In a current article in Nature called “The dark side of the human genome,” Kelly Rae Chi describes how the genome is 99% comprised of dark (not yet understood) regulatory functions — as distinct from the 1% that we have sequenced and discovered in their association with proteins.
One of the key points of my book, If DNA is Software, Who Wrote The Code?: The Profound Significance of Life’s Programming Language, is that there can be no code without meaning — and no meaning without Mind.
If we compare DNA code to software code, one thing becomes clear:
They work identically.
Both convey meaning, but the logical point to be made is that there can be no meaning without mind. All of our own software has layers of meaning, and it has been devised by some of the great programming minds in computer science.
In this article, Chi writes: “Scientists are uncovering the hidden switches in our genome that dial gene expression up and down, but much work lies ahead to peel back the many layers of regulation.”
So within the dark 99% of uncharted DNA are the means to regulate the rest — to make judgments and determinations as we can also make with software. We can compare this, for example, to a form on a web page that uses an If/Then statement to determine whether you will receive a credit card by declaring “variable” to hold information (value).
Apparently within the encoded patterns of DNA there are similar value judgments going on.

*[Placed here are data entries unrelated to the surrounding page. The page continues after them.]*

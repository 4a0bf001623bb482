use std::collections::HashMap;

use bytemuck::{Pod, Zeroable};
use fontdue::layout::{CoordinateSystem, GlyphRasterConfig, Layout, LayoutSettings, TextStyle};

use crate::render::{RenderCtx, RenderTarget};
use crate::scene::DrawList;
use crate::text::FontSystem;

use super::common::{
    create_quad_pipeline, create_viewport_ubo, viewport_uniform_entry, InstanceBuffer, UnitQuad,
    ViewportUniform,
};

const ATLAS_SIZE: u32 = 1024;
const GLYPH_PADDING: u32 = 1;

// ── atlas packing ─────────────────────────────────────────────────────────

/// Shelf allocator for the glyph atlas: left to right, then a new row.
#[derive(Debug)]
struct ShelfPacker {
    size: u32,
    cursor_x: u32,
    cursor_y: u32,
    row_height: u32,
    full: bool,
}

impl ShelfPacker {
    fn new(size: u32) -> Self {
        Self {
            size,
            cursor_x: GLYPH_PADDING,
            cursor_y: GLYPH_PADDING,
            row_height: 0,
            full: false,
        }
    }

    /// Reserves a `w`×`h` cell and returns its top-left corner.
    fn place(&mut self, w: u32, h: u32) -> Option<(u32, u32)> {
        if self.full {
            return None;
        }

        if self.cursor_x + w + GLYPH_PADDING > self.size {
            self.cursor_y += self.row_height + GLYPH_PADDING;
            self.cursor_x = GLYPH_PADDING;
            self.row_height = 0;
        }

        if self.cursor_y + h + GLYPH_PADDING > self.size {
            self.full = true;
            return None;
        }

        let at = (self.cursor_x, self.cursor_y);
        self.cursor_x += w + GLYPH_PADDING;
        self.row_height = self.row_height.max(h);
        Some(at)
    }
}

#[derive(Debug, Copy, Clone)]
struct CachedGlyph {
    uv_min: [f32; 2],
    uv_max: [f32; 2],
}

struct GlyphAtlas {
    texture: wgpu::Texture,
    view: wgpu::TextureView,
    packer: ShelfPacker,
    cache: HashMap<GlyphRasterConfig, CachedGlyph>,
}

impl GlyphAtlas {
    fn new(device: &wgpu::Device) -> Self {
        let texture = device.create_texture(&wgpu::TextureDescriptor {
            label: Some("knotwork glyph atlas"),
            size: wgpu::Extent3d {
                width: ATLAS_SIZE,
                height: ATLAS_SIZE,
                depth_or_array_layers: 1,
            },
            mip_level_count: 1,
            sample_count: 1,
            dimension: wgpu::TextureDimension::D2,
            format: wgpu::TextureFormat::R8Unorm,
            usage: wgpu::TextureUsages::TEXTURE_BINDING | wgpu::TextureUsages::COPY_DST,
            view_formats: &[],
        });
        let view = texture.create_view(&wgpu::TextureViewDescriptor::default());
        Self {
            texture,
            view,
            packer: ShelfPacker::new(ATLAS_SIZE),
            cache: HashMap::new(),
        }
    }

    /// Returns the atlas cell for `key`, rasterizing and uploading it first
    /// if needed. `None` for empty glyphs or when the atlas is full.
    fn glyph(
        &mut self,
        queue: &wgpu::Queue,
        font: &fontdue::Font,
        key: GlyphRasterConfig,
    ) -> Option<CachedGlyph> {
        if let Some(hit) = self.cache.get(&key) {
            return Some(*hit);
        }

        let (metrics, bitmap) = font.rasterize_config(key);
        let (w, h) = (metrics.width as u32, metrics.height as u32);
        if w == 0 || h == 0 {
            return None;
        }

        let Some((x, y)) = self.packer.place(w, h) else {
            log::warn!("glyph atlas is full ({ATLAS_SIZE}x{ATLAS_SIZE}); dropping glyphs");
            return None;
        };

        queue.write_texture(
            wgpu::TexelCopyTextureInfo {
                texture: &self.texture,
                mip_level: 0,
                origin: wgpu::Origin3d { x, y, z: 0 },
                aspect: wgpu::TextureAspect::All,
            },
            &bitmap,
            wgpu::TexelCopyBufferLayout {
                offset: 0,
                bytes_per_row: Some(w),
                rows_per_image: Some(h),
            },
            wgpu::Extent3d { width: w, height: h, depth_or_array_layers: 1 },
        );

        let s = ATLAS_SIZE as f32;
        let cell = CachedGlyph {
            uv_min: [x as f32 / s, y as f32 / s],
            uv_max: [(x + w) as f32 / s, (y + h) as f32 / s],
        };
        self.cache.insert(key, cell);
        Some(cell)
    }
}

// ── renderer ──────────────────────────────────────────────────────────────

/// Renderer for `DrawCmd::Text`.
///
/// Glyphs are laid out and rasterized with fontdue on first use and cached in
/// an R8 atlas for the renderer's lifetime. Draw it after the primitives so
/// text lands on top.
pub struct TextRenderer {
    pipeline_format: Option<wgpu::TextureFormat>,
    pipeline: Option<wgpu::RenderPipeline>,
    bind_group: Option<wgpu::BindGroup>,
    viewport_ubo: Option<wgpu::Buffer>,
    atlas: Option<GlyphAtlas>,
    quad: Option<UnitQuad>,
    instances: InstanceBuffer,
    layout: Layout<()>,
}

impl Default for TextRenderer {
    fn default() -> Self {
        Self {
            pipeline_format: None,
            pipeline: None,
            bind_group: None,
            viewport_ubo: None,
            atlas: None,
            quad: None,
            instances: InstanceBuffer::default(),
            layout: Layout::new(CoordinateSystem::PositiveYDown),
        }
    }
}

impl TextRenderer {
    pub fn new() -> Self {
        Self::default()
    }

    pub fn render(
        &mut self,
        ctx: &RenderCtx<'_>,
        target: &mut RenderTarget<'_>,
        draw_list: &DrawList,
        fonts: &FontSystem,
    ) {
        if draw_list.texts().next().is_none() {
            return;
        }

        self.ensure_pipeline(ctx);
        if self.quad.is_none() {
            self.quad = Some(UnitQuad::new(ctx.device, "knotwork text"));
        }
        let Some(atlas) = self.atlas.as_mut() else { return };

        let mut instances: Vec<GlyphInstance> = Vec::new();

        for cmd in draw_list.texts() {
            let Some(font) = fonts.get(cmd.font) else {
                log::warn!("unknown font {:?}; skipping text {:?}", cmd.font, cmd.text);
                continue;
            };

            self.layout.reset(&LayoutSettings {
                x: cmd.origin.x,
                y: cmd.origin.y,
                ..LayoutSettings::default()
            });
            self.layout.append(&[font], &TextStyle::new(&cmd.text, cmd.size, 0));

            let color = cmd.color.to_array();
            for g in self.layout.glyphs() {
                if !g.char_data.rasterize() || g.width == 0 || g.height == 0 {
                    continue;
                }
                let Some(cell) = atlas.glyph(ctx.queue, font, g.key) else { continue };
                instances.push(GlyphInstance {
                    dst_min: [g.x, g.y],
                    dst_max: [g.x + g.width as f32, g.y + g.height as f32],
                    uv_min: cell.uv_min,
                    uv_max: cell.uv_max,
                    color,
                });
            }
        }

        if instances.is_empty() {
            return;
        }

        if let Some(ubo) = &self.viewport_ubo {
            ctx.queue.write_buffer(ubo, 0, bytemuck::bytes_of(&ViewportUniform::new(ctx.viewport)));
        }
        self.instances.upload(ctx, "knotwork text instance vbo", &instances);

        let (Some(pipeline), Some(bind_group), Some(quad), Some(instance_vbo)) = (
            self.pipeline.as_ref(),
            self.bind_group.as_ref(),
            self.quad.as_ref(),
            self.instances.buffer(),
        ) else {
            return;
        };

        let mut rpass = target.begin_overlay_pass("knotwork text pass");
        rpass.set_pipeline(pipeline);
        rpass.set_bind_group(0, bind_group, &[]);
        rpass.set_vertex_buffer(0, quad.vbo.slice(..));
        rpass.set_vertex_buffer(1, instance_vbo.slice(..));
        rpass.set_index_buffer(quad.ibo.slice(..), wgpu::IndexFormat::Uint16);
        rpass.draw_indexed(0..6, 0, 0..instances.len() as u32);
    }

    /// Builds pipeline, atlas and bind group together; the bind group
    /// references the atlas view, so they share a lifetime.
    fn ensure_pipeline(&mut self, ctx: &RenderCtx<'_>) {
        if self.pipeline_format == Some(ctx.surface_format) && self.pipeline.is_some() {
            return;
        }

        let bgl = ctx.device.create_bind_group_layout(&wgpu::BindGroupLayoutDescriptor {
            label: Some("knotwork text bgl"),
            entries: &[
                viewport_uniform_entry(0),
                wgpu::BindGroupLayoutEntry {
                    binding: 1,
                    visibility: wgpu::ShaderStages::FRAGMENT,
                    ty: wgpu::BindingType::Texture {
                        sample_type: wgpu::TextureSampleType::Float { filterable: true },
                        view_dimension: wgpu::TextureViewDimension::D2,
                        multisampled: false,
                    },
                    count: None,
                },
                wgpu::BindGroupLayoutEntry {
                    binding: 2,
                    visibility: wgpu::ShaderStages::FRAGMENT,
                    ty: wgpu::BindingType::Sampler(wgpu::SamplerBindingType::Filtering),
                    count: None,
                },
            ],
        });

        let pipeline = create_quad_pipeline(
            ctx,
            "knotwork text",
            include_str!("shaders/text.wgsl"),
            &bgl,
            GlyphInstance::layout(),
        );

        let atlas = self.atlas.take().unwrap_or_else(|| GlyphAtlas::new(ctx.device));

        let sampler = ctx.device.create_sampler(&wgpu::SamplerDescriptor {
            label: Some("knotwork text sampler"),
            address_mode_u: wgpu::AddressMode::ClampToEdge,
            address_mode_v: wgpu::AddressMode::ClampToEdge,
            address_mode_w: wgpu::AddressMode::ClampToEdge,
            mag_filter: wgpu::FilterMode::Linear,
            min_filter: wgpu::FilterMode::Linear,
            mipmap_filter: wgpu::MipmapFilterMode::Nearest,
            ..Default::default()
        });

        let viewport_ubo = create_viewport_ubo(ctx.device, "knotwork text viewport ubo");
        let bind_group = ctx.device.create_bind_group(&wgpu::BindGroupDescriptor {
            label: Some("knotwork text bind group"),
            layout: &bgl,
            entries: &[
                wgpu::BindGroupEntry {
                    binding: 0,
                    resource: viewport_ubo.as_entire_binding(),
                },
                wgpu::BindGroupEntry {
                    binding: 1,
                    resource: wgpu::BindingResource::TextureView(&atlas.view),
                },
                wgpu::BindGroupEntry {
                    binding: 2,
                    resource: wgpu::BindingResource::Sampler(&sampler),
                },
            ],
        });

        self.pipeline_format = Some(ctx.surface_format);
        self.pipeline = Some(pipeline);
        self.viewport_ubo = Some(viewport_ubo);
        self.bind_group = Some(bind_group);
        self.atlas = Some(atlas);
    }
}

// ── GPU types ─────────────────────────────────────────────────────────────

/// Instance data layout (48 bytes):
///
///  offset  0  dst_min  [f32; 2]   loc 1
///  offset  8  dst_max  [f32; 2]   loc 2
///  offset 16  uv_min   [f32; 2]   loc 3
///  offset 24  uv_max   [f32; 2]   loc 4
///  offset 32  color    [f32; 4]   loc 5
#[repr(C)]
#[derive(Debug, Copy, Clone, Pod, Zeroable)]
struct GlyphInstance {
    dst_min: [f32; 2],
    dst_max: [f32; 2],
    uv_min: [f32; 2],
    uv_max: [f32; 2],
    color: [f32; 4],
}

impl GlyphInstance {
    const ATTRS: [wgpu::VertexAttribute; 5] = wgpu::vertex_attr_array![
        1 => Float32x2,
        2 => Float32x2,
        3 => Float32x2,
        4 => Float32x2,
        5 => Float32x4
    ];

    fn layout() -> wgpu::VertexBufferLayout<'static> {
        wgpu::VertexBufferLayout {
            array_stride: std::mem::size_of::<GlyphInstance>() as u64,
            step_mode: wgpu::VertexStepMode::Instance,
            attributes: &Self::ATTRS,
        }
    }
}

From the same Nature article: “Cancer is essentially a regulatory or epigenetic program that is superimposed on a cell, and the result of that program is the development of genetic and genomic instability,” says Stamatoyannopoulos. “As we’ve analysed lots of cancer genomes, all of these patterns now are starting to come out that were previously not imagined to exist.”
In other words, there are mathematical formulas that determine environmental factors (epigenetics), some of which, for example, maintain stability within our cells as we interact with the environment (eat certain foods, ingest toxins, etc.), that are based upon mathematical logic.

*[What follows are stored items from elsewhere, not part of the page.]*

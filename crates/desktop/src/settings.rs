use serde::{Deserialize, Serialize};
use std::fs;
use std::path::{Path, PathBuf};

use pathcam_core::pipeline::monitor_session::Mode;
use pathcam_core::shared::constants::DEFAULT_TICK_INTERVAL_MS;

/// Persisted form of the session [`Mode`].
#[derive(Debug, Clone, Copy, PartialEq, Eq, Serialize, Deserialize)]
#[serde(rename_all = "lowercase")]
pub enum DisplayMode {
    View,
    Path,
}

impl DisplayMode {
    pub const ALL: &[DisplayMode] = &[DisplayMode::View, DisplayMode::Path];
}

impl std::fmt::Display for DisplayMode {
    fn fmt(&self, f: &mut std::fmt::Formatter<'_>) -> std::fmt::Result {
        match self {
            DisplayMode::View => write!(f, "Live view"),
            DisplayMode::Path => write!(f, "Path detection"),
        }
    }
}

impl From<DisplayMode> for Mode {
    fn from(mode: DisplayMode) -> Self {
        match mode {
            DisplayMode::View => Mode::View,
            DisplayMode::Path => Mode::Path,
        }
    }
}

#[derive(Debug, Clone, Copy, PartialEq, Eq, Serialize, Deserialize)]
#[serde(rename_all = "lowercase")]
pub enum Appearance {
    System,
    Dark,
    Light,
}

impl Appearance {
    pub const ALL: &[Appearance] = &[Appearance::System, Appearance::Dark, Appearance::Light];
}

impl std::fmt::Display for Appearance {
    fn fmt(&self, f: &mut std::fmt::Formatter<'_>) -> std::fmt::Result {
        match self {
            Appearance::System => write!(f, "System"),
            Appearance::Dark => write!(f, "Dark"),
            Appearance::Light => write!(f, "Light"),
        }
    }
}

pub const MIN_INTERVAL_MS: u64 = 10;
pub const MAX_INTERVAL_MS: u64 = 500;

#[derive(Debug, Clone, PartialEq, Serialize, Deserialize)]
#[serde(default)]
pub struct Settings {
    /// Last address the user started, restored into the input field.
    pub address: String,
    pub mode: DisplayMode,
    pub interval_ms: u64,
    pub appearance: Appearance,
    pub high_contrast: bool,
}

impl Default for Settings {
    fn default() -> Self {
        Self {
            address: String::new(),
            mode: DisplayMode::Path,
            interval_ms: DEFAULT_TICK_INTERVAL_MS,
            appearance: Appearance::System,
            high_contrast: false,
        }
    }
}

impl Settings {
    fn config_path() -> Option<PathBuf> {
        dirs::config_dir().map(|d| d.join("pathcam").join("settings.json"))
    }

    pub fn load() -> Self {
        Self::config_path()
            .map(|path| Self::load_from(&path))
            .unwrap_or_default()
    }

    /// Missing or unreadable files yield the defaults.
    pub fn load_from(path: &Path) -> Self {
        fs::read_to_string(path)
            .ok()
            .and_then(|json| serde_json::from_str::<Settings>(&json).ok())
            .map(Settings::sanitized)
            .unwrap_or_default()
    }

    pub fn save(&self) {
        if let Some(path) = Self::config_path() {
            if let Err(e) = self.save_to(&path) {
                log::warn!("Failed to save settings to {}: {e}", path.display());
            }
        }
    }

    pub fn save_to(&self, path: &Path) -> Result<(), Box<dyn std::error::Error>> {
        if let Some(parent) = path.parent() {
            fs::create_dir_all(parent)?;
        }
        fs::write(path, serde_json::to_string_pretty(self)?)?;
        Ok(())
    }

    fn sanitized(mut self) -> Self {
        self.interval_ms = self.interval_ms.clamp(MIN_INTERVAL_MS, MAX_INTERVAL_MS);
        self
    }
}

This is not human mathematical logic — this is within reality. It is akin to the notion that “we did not invent geometry — we discovered it.”
(The mathematics of Pythagoras were correct before Pythagoras came on the scene. The sum of the square of the hypotenuse of a right triangle ALWAYS equals the sum of the squares of the other two sides, with or without scientists understanding it to be so.)

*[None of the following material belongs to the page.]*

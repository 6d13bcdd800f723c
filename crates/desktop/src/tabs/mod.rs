pub mod monitor_tab;
pub mod settings_tab;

Now, with our current and relatively recent experience with software and apps, which are written with rigorous logic according to the rules of our own programming languages, can we finally recognize DNA for what it is — an organic programming language?
We refer to the programming languages we have created, and the programs we derive therefrom, as intellectual property — “mind stuff” — and we give it legal protection.
Now we have discovered that the organic code that runs our own bodies and all of life works the same way, and is far more complex and sophisticated. We have “decoded” the tip of its iceberg.
We know enough now to switch certain genes on and off with proteins according to the sequence of symbols we have assigned to the proteins being activated (A, C, T, and G).
But instead of that opening our science up to the obvious reality of an immensely higher intelligence at work within “Nature,” we simply take this fact for granted and continue tinkering with the program without recognizing a far greater operating system — the immense mental power behind the code — Consciousness.